The kinetics of hydrolysis of "inverse substrates," p-amidinophenyl alkanoates, catalyzed by urokinase, plasmin, kallikrein, and trypsins from various sources were studied. Dissociation constants of acyl enzyme-ligand complexes, which are a characteristic parameter of the reaction with "inverse substrates," were analyzed with a view to comparing the spatial requirements of active sites.
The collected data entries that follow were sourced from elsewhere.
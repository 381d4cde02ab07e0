use crate::commands::CommandResult;
use basketry_core::config::{AppConfig, LoadOptions};
use basketry_db::{connect_with_settings, migrations};

pub fn run() -> CommandResult {
    let config = match AppConfig::load(LoadOptions::default()) {
        Ok(config) => config,
        Err(error) => {
            return CommandResult::failure(
                "migrate",
                "config_validation",
                format!("configuration issue: {error}"),
                2,
            );
        }
    };

    let runtime = match tokio::runtime::Builder::new_current_thread().enable_all().build() {
        Ok(runtime) => runtime,
        Err(error) => {
            return CommandResult::failure(
                "migrate",
                "runtime_init",
                format!("failed to initialize async runtime: {error}"),
                3,
            );
        }
    };

    let result = runtime.block_on(async {
        let pool = connect_with_settings(
            &config.database.url,
            config.database.max_connections,
            config.database.timeout_secs,
        )
        .await
        .map_err(|error| ("db_connectivity", error.to_string(), 4u8))?;
        migrations::run_pending(&pool)
            .await
            .map_err(|error| ("migration", error.to_string(), 5u8))?;
        pool.close().await;
        Ok::<(), (&'static str, String, u8)>(())
    });

    match result {
        Ok(()) => CommandResult::success("migrate", "applied pending migrations"),
        Err((error_class, message, exit_code)) => {
            CommandResult::failure("migrate", error_class, message, exit_code)
        }
    }
}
It was concluded that the spatial restraint of the active site as regards coexistence of the acyl residue and specific ligand is strictest for hog pancreatic kallikrein and this restraint decreases in the following order: human urokinase; bovine plasmin, bovine and hog trypsins; Streptomyces fradiae trypsin; and Streptomyces griseus trypsin.
研究了尿激酶、纤溶酶、激肽释放酶以及来自不同来源的胰蛋白酶催化“反向底物”对脒基苯基链烷酸酯水解的动力学。分析了酰基酶-配体复合物的解离常数,其作为与“反向底物”反应的特征参数,目的是比较活性位点的空间需求。得出的结论是,就酰基残基和特定配体的共存而言,活性位点的空间限制对猪胰激肽释放酶最为严格,且这种限制按以下顺序降低:人尿激酶;牛纤溶酶、牛和猪胰蛋白酶;弗氏链霉菌胰蛋白酶;灰色链霉菌胰蛋白酶。